Eszter writes*
Water allocation requires complex management directives, with inevitable tradeoffs between different recipients of the agricultural, industrial, or residential spheres and nature, suitable domestic and international policies, as well as a multifaceted decision-making approach, including political, economic, and environmental considerations.
Békéscsaba, in the southeastern part of Hungary, faces the same challenges. Located on the Great Hungarian Plain, the city and the surrounding area are in one of the country’s most agriculturally intensive regions, responsible for feeding many people. On the other hand, a substantial part of Békés County (which holds the city) falls under environmental protection as part of one of Hungary’s ten national parks. Further complicating water management is the proximity and aquatic interconnectedness with neighboring Romania as the main rivers surrounding Békéscsaba originate on the other side of the border, in the high Carpathians.

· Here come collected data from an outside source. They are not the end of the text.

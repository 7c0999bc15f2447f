use sea_orm_migration::{prelude::*, schema::*};

use super::m20260105_000001_create_user_table::User;

#[derive(DeriveMigrationName)]
pub struct Migration;

#[async_trait::async_trait]
impl MigrationTrait for Migration {
    async fn up(&self, manager: &SchemaManager) -> Result<(), DbErr> {
        manager
            .create_table(
                Table::create()
                    .table(UserSettings::Table)
                    .if_not_exists()
                    .col(pk_auto(UserSettings::Id))
                    .col(integer_uniq(UserSettings::UserId))
                    .col(boolean(UserSettings::SmsNotifications).default(true))
                    .col(boolean(UserSettings::PushNotifications).default(true))
                    .col(boolean(UserSettings::EmailNotifications).default(false))
                    .col(boolean(UserSettings::ProfileVisible).default(true))
                    .col(boolean(UserSettings::ShowPhoneToConfirmed).default(true))
                    .col(
                        timestamp_with_time_zone(UserSettings::UpdatedAt)
                            .default(Expr::current_timestamp()),
                    )
                    .foreign_key(
                        ForeignKey::create()
                            .name("fk_user_settings_user_id")
                            .from(UserSettings::Table, UserSettings::UserId)
                            .to(User::Table, User::Id)
                            .on_delete(ForeignKeyAction::Cascade)
                            .on_update(ForeignKeyAction::Cascade),
                    )
                    .to_owned(),
            )
            .await
    }

    async fn down(&self, manager: &SchemaManager) -> Result<(), DbErr> {
        manager
            .drop_table(Table::drop().table(UserSettings::Table).to_owned())
            .await
    }
}

#[derive(DeriveIden)]
pub enum UserSettings {
    Table,
    Id,
    UserId,
    SmsNotifications,
    PushNotifications,
    EmailNotifications,
    ProfileVisible,
    ShowPhoneToConfirmed,
    UpdatedAt,
}
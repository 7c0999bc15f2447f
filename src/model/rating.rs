use chrono::{DateTime, Utc};
use entity::sea_orm_active_enums::RatingType;
use rust_decimal::Decimal;
use serde::{Deserialize, Serialize};
use utoipa::ToSchema;

#[derive(Debug, Clone, PartialEq, Serialize, Deserialize, ToSchema)]
pub struct RatingDto {
    pub id: i32,
    pub trip_id: i32,
    pub booking_id: Option<i32>,
    pub rater_id: i32,
    pub rated_user_id: i32,
    pub rating_type: RatingType,
    pub score: i32,
    pub review: Option<String>,
    pub punctuality: Option<i32>,
    pub cleanliness: Option<i32>,
    pub communication: Option<i32>,
    pub driving_quality: Option<i32>,
    pub created_at: DateTime<Utc>,
}

#[derive(Debug, Clone, Serialize, Deserialize, ToSchema)]
pub struct CreateRatingDto {
    pub trip_id: i32,
    pub rated_user_id: i32,
    pub score: i32,
    pub review: Option<String>,
    pub punctuality: Option<i32>,
    pub cleanliness: Option<i32>,
    pub communication: Option<i32>,
    pub driving_quality: Option<i32>,
}

#[derive(Debug, Clone, PartialEq, Serialize, Deserialize, ToSchema)]
pub struct RatingSummaryDto {
    pub user_id: i32,
    pub average: Decimal,
    pub count: i32,
    /// Number of ratings per score, index 0 holds score 1
    pub distribution: Vec<u64>,
}

#[derive(Debug, Clone, Serialize, Deserialize, ToSchema)]
pub struct UpdateRatingDto {
    pub score: i32,
    pub review: Option<String>,
    pub punctuality: Option<i32>,
    pub cleanliness: Option<i32>,
    pub communication: Option<i32>,
    pub driving_quality: Option<i32>,
}

#[derive(Debug, Clone, PartialEq, Serialize, Deserialize, ToSchema)]
pub struct RateableUserDto {
    pub user_id: i32,
    /// Direction the rating would be recorded in
    pub rating_type: RatingType,
    pub booking_id: i32,
    pub already_rated: bool,
}

/// Whether the caller may rate the other side of a booking.
#[derive(Debug, Clone, PartialEq, Serialize, Deserialize, ToSchema)]
pub struct RatingEligibilityDto {
    pub can_rate: bool,
    /// Set when `can_rate` is false
    pub reason: Option<String>,
    pub trip_id: Option<i32>,
    pub rateable_users: Vec<RateableUserDto>,
}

The following blog post will elaborate on this latter international dimension by looking at the cooperative steps taken for integrated water resources management of the Körös/Crisuri sub-basin.

The aforementioned system of three rivers converges near Békéscsaba, one of the main sub-basins of Hungary’s longest river, the Tisza. The catchment area of the Körös approximates 30000 km2, with an average water volume of 3,437 million m3 annually, thus bearing prominent environmental, economic, and social values both in the southeastern region of the Great Plain as well as in the Western parts of Romania (GWP Toolbox, 2010).
As a response to the pollution calamities striking the river Tisza in the early 2000s and facilitated by their admittance to the EU, Romania, and Hungary developed a collaborative water management strategy over their shared resources in adherence to the requirements enclosed in the EU’s central law for water protection since 2000, the Water Framework Directive (WDF). The WDF is aimed to “protect and […] restore water bodies to reach good status and to prevent deterioration” (European Commission) across the EU, and to incentivize transboundary regional management by allocating districts based on river basins irrespective of national borders.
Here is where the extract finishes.